◆ Prompt ◆
Below are records. Find each line in them that holds the word "usize" and copy it.

(Stored items)

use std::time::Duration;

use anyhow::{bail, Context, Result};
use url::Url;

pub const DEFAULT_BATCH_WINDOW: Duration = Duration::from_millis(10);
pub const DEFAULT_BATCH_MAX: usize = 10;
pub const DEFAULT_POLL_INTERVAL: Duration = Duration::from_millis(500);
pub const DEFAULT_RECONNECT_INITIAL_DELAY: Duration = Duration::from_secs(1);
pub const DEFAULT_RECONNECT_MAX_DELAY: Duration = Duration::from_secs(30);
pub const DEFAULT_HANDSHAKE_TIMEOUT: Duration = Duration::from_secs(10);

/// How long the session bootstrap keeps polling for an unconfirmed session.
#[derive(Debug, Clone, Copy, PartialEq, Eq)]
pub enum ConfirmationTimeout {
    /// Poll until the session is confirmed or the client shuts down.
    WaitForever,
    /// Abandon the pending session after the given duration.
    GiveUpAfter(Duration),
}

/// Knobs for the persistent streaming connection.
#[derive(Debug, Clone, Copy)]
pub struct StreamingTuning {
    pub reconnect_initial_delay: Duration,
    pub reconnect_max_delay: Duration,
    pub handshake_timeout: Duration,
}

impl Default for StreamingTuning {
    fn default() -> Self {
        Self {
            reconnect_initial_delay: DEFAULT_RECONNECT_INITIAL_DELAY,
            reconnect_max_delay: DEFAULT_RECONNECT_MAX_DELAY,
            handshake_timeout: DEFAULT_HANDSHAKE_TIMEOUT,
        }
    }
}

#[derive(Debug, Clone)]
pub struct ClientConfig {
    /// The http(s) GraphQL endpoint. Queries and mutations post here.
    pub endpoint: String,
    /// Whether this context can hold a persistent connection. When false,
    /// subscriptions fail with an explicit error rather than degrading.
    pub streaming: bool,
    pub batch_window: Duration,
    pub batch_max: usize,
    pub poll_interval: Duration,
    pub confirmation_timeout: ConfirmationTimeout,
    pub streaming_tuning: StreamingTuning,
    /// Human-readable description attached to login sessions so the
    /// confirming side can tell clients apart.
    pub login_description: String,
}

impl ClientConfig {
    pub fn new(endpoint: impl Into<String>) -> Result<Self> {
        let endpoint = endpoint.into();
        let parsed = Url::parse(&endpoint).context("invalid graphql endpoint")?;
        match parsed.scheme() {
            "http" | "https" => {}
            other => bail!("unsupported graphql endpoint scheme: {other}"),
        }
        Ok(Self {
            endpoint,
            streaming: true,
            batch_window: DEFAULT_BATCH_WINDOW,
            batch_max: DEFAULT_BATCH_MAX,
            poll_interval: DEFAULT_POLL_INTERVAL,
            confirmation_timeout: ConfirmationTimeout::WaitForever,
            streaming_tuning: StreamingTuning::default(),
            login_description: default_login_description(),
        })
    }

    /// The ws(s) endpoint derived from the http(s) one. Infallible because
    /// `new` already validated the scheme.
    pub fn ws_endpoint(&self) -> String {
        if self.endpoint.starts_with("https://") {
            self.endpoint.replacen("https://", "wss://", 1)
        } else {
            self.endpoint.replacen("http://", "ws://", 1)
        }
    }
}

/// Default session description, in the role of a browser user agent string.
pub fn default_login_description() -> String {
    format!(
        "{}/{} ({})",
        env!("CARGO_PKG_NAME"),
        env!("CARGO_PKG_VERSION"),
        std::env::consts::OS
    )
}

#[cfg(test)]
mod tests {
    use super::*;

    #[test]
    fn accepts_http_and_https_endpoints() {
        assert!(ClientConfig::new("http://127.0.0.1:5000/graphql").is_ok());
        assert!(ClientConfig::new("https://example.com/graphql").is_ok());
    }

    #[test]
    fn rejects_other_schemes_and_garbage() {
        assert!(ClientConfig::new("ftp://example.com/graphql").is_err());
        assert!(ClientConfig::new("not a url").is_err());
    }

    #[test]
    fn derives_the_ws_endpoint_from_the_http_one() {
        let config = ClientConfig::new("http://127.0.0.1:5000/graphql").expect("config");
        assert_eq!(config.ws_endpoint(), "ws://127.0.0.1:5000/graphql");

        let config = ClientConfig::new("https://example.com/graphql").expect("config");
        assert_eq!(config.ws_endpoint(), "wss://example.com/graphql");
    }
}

--

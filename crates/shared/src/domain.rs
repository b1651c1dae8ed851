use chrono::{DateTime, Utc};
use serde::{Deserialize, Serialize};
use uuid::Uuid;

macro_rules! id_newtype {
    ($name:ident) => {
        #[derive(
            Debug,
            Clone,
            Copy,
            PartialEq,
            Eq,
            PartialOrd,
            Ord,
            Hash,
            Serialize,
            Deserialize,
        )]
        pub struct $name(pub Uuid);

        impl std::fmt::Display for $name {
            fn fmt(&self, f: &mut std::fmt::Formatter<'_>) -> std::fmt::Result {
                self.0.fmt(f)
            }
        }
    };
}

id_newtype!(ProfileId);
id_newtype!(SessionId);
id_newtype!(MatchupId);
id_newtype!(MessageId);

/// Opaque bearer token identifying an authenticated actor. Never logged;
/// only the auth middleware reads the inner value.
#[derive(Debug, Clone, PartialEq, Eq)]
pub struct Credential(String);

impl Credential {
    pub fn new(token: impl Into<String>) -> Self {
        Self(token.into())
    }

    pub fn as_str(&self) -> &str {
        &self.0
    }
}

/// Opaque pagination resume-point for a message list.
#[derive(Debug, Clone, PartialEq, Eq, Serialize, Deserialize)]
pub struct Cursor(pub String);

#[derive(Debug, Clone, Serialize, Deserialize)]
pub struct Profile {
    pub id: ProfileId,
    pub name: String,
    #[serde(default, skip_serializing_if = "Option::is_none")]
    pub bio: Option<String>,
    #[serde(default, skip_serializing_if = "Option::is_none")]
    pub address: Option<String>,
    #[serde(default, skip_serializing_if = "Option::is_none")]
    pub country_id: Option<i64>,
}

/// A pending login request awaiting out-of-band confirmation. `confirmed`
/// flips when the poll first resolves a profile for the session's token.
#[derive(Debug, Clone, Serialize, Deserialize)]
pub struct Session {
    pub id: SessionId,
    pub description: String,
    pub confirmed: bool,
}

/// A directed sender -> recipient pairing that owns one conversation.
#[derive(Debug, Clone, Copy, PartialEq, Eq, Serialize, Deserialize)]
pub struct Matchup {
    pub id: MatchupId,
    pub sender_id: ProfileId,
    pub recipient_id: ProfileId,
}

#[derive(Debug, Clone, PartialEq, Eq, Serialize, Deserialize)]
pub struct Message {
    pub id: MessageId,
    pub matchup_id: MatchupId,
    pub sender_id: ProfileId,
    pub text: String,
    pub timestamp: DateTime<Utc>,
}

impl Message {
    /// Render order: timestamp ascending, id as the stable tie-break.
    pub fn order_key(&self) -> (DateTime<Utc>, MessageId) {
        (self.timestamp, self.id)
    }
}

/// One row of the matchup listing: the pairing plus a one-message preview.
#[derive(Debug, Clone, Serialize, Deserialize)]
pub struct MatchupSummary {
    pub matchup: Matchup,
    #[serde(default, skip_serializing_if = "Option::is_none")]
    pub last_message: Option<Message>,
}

* * *

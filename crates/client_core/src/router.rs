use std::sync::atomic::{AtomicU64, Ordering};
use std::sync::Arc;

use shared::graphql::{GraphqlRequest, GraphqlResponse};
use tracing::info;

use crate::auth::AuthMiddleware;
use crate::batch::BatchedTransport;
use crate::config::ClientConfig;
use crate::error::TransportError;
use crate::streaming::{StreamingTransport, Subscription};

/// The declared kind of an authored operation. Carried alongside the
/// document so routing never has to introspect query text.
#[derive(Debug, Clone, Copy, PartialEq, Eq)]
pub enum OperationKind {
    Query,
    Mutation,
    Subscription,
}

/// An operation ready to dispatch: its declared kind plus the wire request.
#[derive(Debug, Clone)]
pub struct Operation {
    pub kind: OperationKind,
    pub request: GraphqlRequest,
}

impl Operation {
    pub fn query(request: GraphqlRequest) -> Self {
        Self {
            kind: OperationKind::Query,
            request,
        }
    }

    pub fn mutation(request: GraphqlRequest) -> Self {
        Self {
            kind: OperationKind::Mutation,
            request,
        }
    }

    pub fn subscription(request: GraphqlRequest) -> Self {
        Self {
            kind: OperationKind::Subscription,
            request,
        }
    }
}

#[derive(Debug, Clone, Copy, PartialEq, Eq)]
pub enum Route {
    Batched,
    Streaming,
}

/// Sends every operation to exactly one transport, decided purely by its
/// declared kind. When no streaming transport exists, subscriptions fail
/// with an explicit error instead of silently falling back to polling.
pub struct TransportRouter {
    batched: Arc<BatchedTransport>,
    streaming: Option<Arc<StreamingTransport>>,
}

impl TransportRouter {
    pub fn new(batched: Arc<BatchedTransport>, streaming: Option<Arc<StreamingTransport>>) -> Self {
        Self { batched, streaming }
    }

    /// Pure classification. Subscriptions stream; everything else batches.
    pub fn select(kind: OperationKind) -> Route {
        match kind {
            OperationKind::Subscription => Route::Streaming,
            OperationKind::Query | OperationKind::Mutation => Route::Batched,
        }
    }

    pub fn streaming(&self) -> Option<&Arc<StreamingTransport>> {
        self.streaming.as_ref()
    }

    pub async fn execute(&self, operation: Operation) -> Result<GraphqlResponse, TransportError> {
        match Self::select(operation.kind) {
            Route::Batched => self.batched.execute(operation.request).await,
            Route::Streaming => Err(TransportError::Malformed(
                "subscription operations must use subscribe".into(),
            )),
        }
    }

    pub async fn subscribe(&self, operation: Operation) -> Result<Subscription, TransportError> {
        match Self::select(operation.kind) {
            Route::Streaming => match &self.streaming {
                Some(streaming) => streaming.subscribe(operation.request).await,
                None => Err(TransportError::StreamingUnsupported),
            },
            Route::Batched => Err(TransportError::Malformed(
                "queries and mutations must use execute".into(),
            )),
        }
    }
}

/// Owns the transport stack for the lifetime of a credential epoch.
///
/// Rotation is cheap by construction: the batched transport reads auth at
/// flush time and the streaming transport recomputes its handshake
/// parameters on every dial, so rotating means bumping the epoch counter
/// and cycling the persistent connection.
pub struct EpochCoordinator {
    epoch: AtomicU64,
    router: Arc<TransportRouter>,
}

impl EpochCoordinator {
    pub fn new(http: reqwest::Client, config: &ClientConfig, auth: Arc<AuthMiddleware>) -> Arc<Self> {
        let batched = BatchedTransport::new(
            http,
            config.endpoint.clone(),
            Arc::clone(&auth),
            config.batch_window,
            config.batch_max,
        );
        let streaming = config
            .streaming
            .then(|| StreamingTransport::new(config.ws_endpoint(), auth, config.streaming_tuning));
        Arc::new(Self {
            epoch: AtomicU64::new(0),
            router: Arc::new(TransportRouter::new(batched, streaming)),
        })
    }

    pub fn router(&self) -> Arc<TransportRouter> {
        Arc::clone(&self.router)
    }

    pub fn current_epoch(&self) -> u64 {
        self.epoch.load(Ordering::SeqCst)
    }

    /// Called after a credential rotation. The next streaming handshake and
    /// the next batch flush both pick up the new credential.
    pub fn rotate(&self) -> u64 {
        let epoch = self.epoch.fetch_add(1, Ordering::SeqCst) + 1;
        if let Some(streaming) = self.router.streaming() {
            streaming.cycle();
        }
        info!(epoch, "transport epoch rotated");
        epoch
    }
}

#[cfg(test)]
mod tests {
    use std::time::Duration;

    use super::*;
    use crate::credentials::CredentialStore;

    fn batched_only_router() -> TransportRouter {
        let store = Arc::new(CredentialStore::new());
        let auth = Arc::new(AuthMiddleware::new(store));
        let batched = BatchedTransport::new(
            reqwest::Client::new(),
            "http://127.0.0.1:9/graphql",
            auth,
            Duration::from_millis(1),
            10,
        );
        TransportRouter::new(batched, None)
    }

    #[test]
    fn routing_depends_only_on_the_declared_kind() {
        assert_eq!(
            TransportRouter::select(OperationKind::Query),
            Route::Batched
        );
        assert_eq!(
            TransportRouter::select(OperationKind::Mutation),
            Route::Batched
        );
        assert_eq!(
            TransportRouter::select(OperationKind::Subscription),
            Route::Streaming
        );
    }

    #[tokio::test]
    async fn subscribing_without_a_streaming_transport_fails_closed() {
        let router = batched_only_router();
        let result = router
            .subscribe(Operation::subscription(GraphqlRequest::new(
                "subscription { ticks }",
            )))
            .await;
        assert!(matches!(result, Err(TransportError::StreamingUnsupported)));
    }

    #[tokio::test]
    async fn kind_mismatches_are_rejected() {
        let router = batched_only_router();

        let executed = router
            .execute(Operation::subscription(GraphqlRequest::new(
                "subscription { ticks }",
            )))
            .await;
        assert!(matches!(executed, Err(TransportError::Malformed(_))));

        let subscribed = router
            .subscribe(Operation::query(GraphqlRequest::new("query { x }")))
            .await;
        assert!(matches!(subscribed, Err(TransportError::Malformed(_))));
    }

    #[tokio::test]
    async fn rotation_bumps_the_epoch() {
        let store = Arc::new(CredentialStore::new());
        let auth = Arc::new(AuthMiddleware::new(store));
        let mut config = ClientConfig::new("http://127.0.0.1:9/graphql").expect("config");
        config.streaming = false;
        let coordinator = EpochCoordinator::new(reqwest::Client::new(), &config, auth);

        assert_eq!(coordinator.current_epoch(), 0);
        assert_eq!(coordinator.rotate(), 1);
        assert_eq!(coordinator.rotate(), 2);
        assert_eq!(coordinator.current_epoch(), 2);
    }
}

◆ Response area ◆
pub const DEFAULT_BATCH_MAX: usize = 10;
    pub batch_max: usize,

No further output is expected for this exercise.